**BRIEF:** Transcribe every record verbatim.

======== RECORDS ========

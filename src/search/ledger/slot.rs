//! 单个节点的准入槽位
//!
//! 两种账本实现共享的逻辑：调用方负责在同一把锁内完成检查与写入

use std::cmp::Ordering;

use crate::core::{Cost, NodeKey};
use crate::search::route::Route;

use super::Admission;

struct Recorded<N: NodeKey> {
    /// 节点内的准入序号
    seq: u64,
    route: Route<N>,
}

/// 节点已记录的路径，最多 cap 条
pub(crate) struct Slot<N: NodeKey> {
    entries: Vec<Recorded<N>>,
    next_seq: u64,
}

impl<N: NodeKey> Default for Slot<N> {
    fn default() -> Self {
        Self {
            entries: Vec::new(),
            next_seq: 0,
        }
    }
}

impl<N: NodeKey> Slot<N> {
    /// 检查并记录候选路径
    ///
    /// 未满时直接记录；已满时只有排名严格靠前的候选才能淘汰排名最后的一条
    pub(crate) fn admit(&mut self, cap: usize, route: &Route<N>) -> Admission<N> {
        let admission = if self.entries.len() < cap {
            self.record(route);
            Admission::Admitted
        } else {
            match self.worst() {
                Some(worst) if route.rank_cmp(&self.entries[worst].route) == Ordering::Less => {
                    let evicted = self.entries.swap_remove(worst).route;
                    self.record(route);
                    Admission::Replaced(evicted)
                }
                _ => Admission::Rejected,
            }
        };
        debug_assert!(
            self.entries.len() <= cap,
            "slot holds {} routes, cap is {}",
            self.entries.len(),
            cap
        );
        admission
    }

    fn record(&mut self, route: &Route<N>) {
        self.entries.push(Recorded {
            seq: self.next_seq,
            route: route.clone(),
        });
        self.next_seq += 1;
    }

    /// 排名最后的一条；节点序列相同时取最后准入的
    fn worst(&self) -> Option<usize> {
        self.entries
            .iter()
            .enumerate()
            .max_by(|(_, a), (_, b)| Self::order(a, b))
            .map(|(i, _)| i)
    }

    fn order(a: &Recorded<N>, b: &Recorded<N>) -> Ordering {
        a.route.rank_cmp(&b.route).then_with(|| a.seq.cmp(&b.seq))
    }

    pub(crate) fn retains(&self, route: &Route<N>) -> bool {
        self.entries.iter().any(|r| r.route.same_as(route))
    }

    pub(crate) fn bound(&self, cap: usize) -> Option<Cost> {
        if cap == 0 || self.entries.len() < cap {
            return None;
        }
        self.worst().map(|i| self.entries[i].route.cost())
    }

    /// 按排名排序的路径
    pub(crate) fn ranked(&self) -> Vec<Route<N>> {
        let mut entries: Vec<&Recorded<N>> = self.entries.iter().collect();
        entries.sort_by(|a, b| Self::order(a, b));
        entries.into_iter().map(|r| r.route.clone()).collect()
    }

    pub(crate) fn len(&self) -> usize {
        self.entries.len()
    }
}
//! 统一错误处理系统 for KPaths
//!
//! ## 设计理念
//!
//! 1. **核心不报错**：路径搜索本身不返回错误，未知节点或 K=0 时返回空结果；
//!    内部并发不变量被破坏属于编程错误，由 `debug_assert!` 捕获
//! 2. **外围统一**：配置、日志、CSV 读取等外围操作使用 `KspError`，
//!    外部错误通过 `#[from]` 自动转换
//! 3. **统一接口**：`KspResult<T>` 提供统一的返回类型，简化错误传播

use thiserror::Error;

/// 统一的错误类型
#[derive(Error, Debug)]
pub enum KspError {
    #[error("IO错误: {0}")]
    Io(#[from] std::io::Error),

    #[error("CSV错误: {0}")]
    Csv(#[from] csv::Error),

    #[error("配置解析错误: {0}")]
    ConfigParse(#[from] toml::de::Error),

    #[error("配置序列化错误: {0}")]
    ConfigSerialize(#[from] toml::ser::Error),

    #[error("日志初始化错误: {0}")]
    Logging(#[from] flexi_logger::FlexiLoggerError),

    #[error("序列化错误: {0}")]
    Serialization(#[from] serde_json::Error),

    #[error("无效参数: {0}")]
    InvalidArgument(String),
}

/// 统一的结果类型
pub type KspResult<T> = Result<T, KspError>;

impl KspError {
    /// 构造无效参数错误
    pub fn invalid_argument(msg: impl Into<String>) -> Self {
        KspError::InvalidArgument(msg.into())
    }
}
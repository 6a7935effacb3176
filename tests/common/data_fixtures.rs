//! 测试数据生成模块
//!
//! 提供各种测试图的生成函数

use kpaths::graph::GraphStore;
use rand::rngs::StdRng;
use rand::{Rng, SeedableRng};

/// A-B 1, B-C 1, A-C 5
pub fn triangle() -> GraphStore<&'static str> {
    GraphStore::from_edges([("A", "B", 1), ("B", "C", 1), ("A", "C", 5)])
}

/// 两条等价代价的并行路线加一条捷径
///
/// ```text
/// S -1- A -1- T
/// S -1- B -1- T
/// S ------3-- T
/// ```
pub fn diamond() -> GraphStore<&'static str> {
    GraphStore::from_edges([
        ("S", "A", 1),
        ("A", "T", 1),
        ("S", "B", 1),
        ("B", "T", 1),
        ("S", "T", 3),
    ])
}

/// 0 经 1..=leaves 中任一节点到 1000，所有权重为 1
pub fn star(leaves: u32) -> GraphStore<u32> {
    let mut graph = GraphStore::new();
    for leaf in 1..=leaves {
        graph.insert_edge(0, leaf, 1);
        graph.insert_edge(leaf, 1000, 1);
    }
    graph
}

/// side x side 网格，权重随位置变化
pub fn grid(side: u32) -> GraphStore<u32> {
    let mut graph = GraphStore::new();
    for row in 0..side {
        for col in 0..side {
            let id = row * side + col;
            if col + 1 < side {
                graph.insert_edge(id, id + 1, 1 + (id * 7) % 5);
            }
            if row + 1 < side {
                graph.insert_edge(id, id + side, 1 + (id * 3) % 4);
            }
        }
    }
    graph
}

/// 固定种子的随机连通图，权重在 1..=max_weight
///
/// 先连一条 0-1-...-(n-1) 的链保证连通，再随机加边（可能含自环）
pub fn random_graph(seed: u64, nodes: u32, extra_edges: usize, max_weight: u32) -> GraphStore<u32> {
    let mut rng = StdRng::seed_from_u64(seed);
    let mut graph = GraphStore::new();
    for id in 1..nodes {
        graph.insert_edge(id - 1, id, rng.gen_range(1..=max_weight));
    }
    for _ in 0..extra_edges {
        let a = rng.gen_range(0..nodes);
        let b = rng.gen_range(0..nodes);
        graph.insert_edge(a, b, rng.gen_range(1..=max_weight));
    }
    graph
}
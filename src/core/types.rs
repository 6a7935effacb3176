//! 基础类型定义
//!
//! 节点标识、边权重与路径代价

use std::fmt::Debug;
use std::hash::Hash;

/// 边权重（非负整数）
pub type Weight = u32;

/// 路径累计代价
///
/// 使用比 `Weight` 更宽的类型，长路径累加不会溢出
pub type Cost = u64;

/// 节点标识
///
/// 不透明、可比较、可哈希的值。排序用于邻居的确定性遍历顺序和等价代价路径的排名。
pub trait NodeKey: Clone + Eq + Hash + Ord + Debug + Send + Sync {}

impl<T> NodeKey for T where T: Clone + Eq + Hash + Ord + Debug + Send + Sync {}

========

**SOLUTION:**
filename src/search/ledger/slot.rs
//! 单个节点的准入槽位
//!
//! 两种账本实现共享的逻辑：调用方负责在同一把锁内完成检查与写入

use std::cmp::Ordering;

use crate::core::{Cost, NodeKey};
use crate::search::route::Route;

use super::Admission;

struct Recorded<N: NodeKey> {
    /// 节点内的准入序号
    seq: u64,
    route: Route<N>,
}

/// 节点已记录的路径，最多 cap 条
pub(crate) struct Slot<N: NodeKey> {
    entries: Vec<Recorded<N>>,
    next_seq: u64,
}

impl<N: NodeKey> Default for Slot<N> {
    fn default() -> Self {
        Self {
            entries: Vec::new(),
            next_seq: 0,
        }
    }
}

impl<N: NodeKey> Slot<N> {
    /// 检查并记录候选路径
    ///
    /// 未满时直接记录；已满时只有排名严格靠前的候选才能淘汰排名最后的一条
    pub(crate) fn admit(&mut self, cap: usize, route: &Route<N>) -> Admission<N> {
        let admission = if self.entries.len() < cap {
            self.record(route);
            Admission::Admitted
        } else {
            match self.worst() {
                Some(worst) if route.rank_cmp(&self.entries[worst].route) == Ordering::Less => {
                    let evicted = self.entries.swap_remove(worst).route;
                    self.record(route);
                    Admission::Replaced(evicted)
                }
                _ => Admission::Rejected,
            }
        };
        debug_assert!(
            self.entries.len() <= cap,
            "slot holds {} routes, cap is {}",
            self.entries.len(),
            cap
        );
        admission
    }

    fn record(&mut self, route: &Route<N>) {
        self.entries.push(Recorded {
            seq: self.next_seq,
            route: route.clone(),
        });
        self.next_seq += 1;
    }

    /// 排名最后的一条；节点序列相同时取最后准入的
    fn worst(&self) -> Option<usize> {
        self.entries
            .iter()
            .enumerate()
            .max_by(|(_, a), (_, b)| Self::order(a, b))
            .map(|(i, _)| i)
    }

    fn order(a: &Recorded<N>, b: &Recorded<N>) -> Ordering {
        a.route.rank_cmp(&b.route).then_with(|| a.seq.cmp(&b.seq))
    }

    pub(crate) fn retains(&self, route: &Route<N>) -> bool {
        self.entries.iter().any(|r| r.route.same_as(route))
    }

    pub(crate) fn bound(&self, cap: usize) -> Option<Cost> {
        if cap == 0 || self.entries.len() < cap {
            return None;
        }
        self.worst().map(|i| self.entries[i].route.cost())
    }

    /// 按排名排序的路径
    pub(crate) fn ranked(&self) -> Vec<Route<N>> {
        let mut entries: Vec<&Recorded<N>> = self.entries.iter().collect();
        entries.sort_by(|a, b| Self::order(a, b));
        entries.into_iter().map(|r| r.route.clone()).collect()
    }

    pub(crate) fn len(&self) -> usize {
        self.entries.len()
    }
}
//! 统一错误处理系统 for KPaths
//!
//! ## 设计理念
//!
//! 1. **核心不报错**：路径搜索本身不返回错误，未知节点或 K=0 时返回空结果；
//!    内部并发不变量被破坏属于编程错误，由 `debug_assert!` 捕获
//! 2. **外围统一**：配置、日志、CSV 读取等外围操作使用 `KspError`，
//!    外部错误通过 `#[from]` 自动转换
//! 3. **统一接口**：`KspResult<T>` 提供统一的返回类型，简化错误传播

use thiserror::Error;

/// 统一的错误类型
#[derive(Error, Debug)]
pub enum KspError {
    #[error("IO错误: {0}")]
    Io(#[from] std::io::Error),

    #[error("CSV错误: {0}")]
    Csv(#[from] csv::Error),

    #[error("配置解析错误: {0}")]
    ConfigParse(#[from] toml::de::Error),

    #[error("配置序列化错误: {0}")]
    ConfigSerialize(#[from] toml::ser::Error),

    #[error("日志初始化错误: {0}")]
    Logging(#[from] flexi_logger::FlexiLoggerError),

    #[error("序列化错误: {0}")]
    Serialization(#[from] serde_json::Error),

    #[error("无效参数: {0}")]
    InvalidArgument(String),
}

/// 统一的结果类型
pub type KspResult<T> = Result<T, KspError>;

impl KspError {
    /// 构造无效参数错误
    pub fn invalid_argument(msg: impl Into<String>) -> Self {
        KspError::InvalidArgument(msg.into())
    }
}
repository 6a7935effacb3176
filename tests/common/data_fixtures.rs
//! 测试数据生成模块
//!
//! 提供各种测试图的生成函数

use kpaths::graph::GraphStore;
use rand::rngs::StdRng;
use rand::{Rng, SeedableRng};

/// A-B 1, B-C 1, A-C 5
pub fn triangle() -> GraphStore<&'static str> {
    GraphStore::from_edges([("A", "B", 1), ("B", "C", 1), ("A", "C", 5)])
}

/// 两条等价代价的并行路线加一条捷径
///
/// ```text
/// S -1- A -1- T
/// S -1- B -1- T
/// S ------3-- T
/// ```
pub fn diamond() -> GraphStore<&'static str> {
    GraphStore::from_edges([
        ("S", "A", 1),
        ("A", "T", 1),
        ("S", "B", 1),
        ("B", "T", 1),
        ("S", "T", 3),
    ])
}

/// 0 经 1..=leaves 中任一节点到 1000，所有权重为 1
pub fn star(leaves: u32) -> GraphStore<u32> {
    let mut graph = GraphStore::new();
    for leaf in 1..=leaves {
        graph.insert_edge(0, leaf, 1);
        graph.insert_edge(leaf, 1000, 1);
    }
    graph
}

/// side x side 网格，权重随位置变化
pub fn grid(side: u32) -> GraphStore<u32> {
    let mut graph = GraphStore::new();
    for row in 0..side {
        for col in 0..side {
            let id = row * side + col;
            if col + 1 < side {
                graph.insert_edge(id, id + 1, 1 + (id * 7) % 5);
            }
            if row + 1 < side {
                graph.insert_edge(id, id + side, 1 + (id * 3) % 4);
            }
        }
    }
    graph
}

/// 固定种子的随机连通图，权重在 1..=max_weight
///
/// 先连一条 0-1-...-(n-1) 的链保证连通，再随机加边（可能含自环）
pub fn random_graph(seed: u64, nodes: u32, extra_edges: usize, max_weight: u32) -> GraphStore<u32> {
    let mut rng = StdRng::seed_from_u64(seed);
    let mut graph = GraphStore::new();
    for id in 1..nodes {
        graph.insert_edge(id - 1, id, rng.gen_range(1..=max_weight));
    }
    for _ in 0..extra_edges {
        let a = rng.gen_range(0..nodes);
        let b = rng.gen_range(0..nodes);
        graph.insert_edge(a, b, rng.gen_range(1..=max_weight));
    }
    graph
}
filename src/core/types.rs
repository 6a7935effacb3176
//! 基础类型定义
//!
//! 节点标识、边权重与路径代价

use std::fmt::Debug;
use std::hash::Hash;

/// 边权重（非负整数）
pub type Weight = u32;

/// 路径累计代价
///
/// 使用比 `Weight` 更宽的类型，长路径累加不会溢出
pub type Cost = u64;

/// 节点标识
///
/// 不透明、可比较、可哈希的值。排序用于邻居的确定性遍历顺序和等价代价路径的排名。
pub trait NodeKey: Clone + Eq + Hash + Ord + Debug + Send + Sync {}

impl<T> NodeKey for T where T: Clone + Eq + Hash + Ord + Debug + Send + Sync {}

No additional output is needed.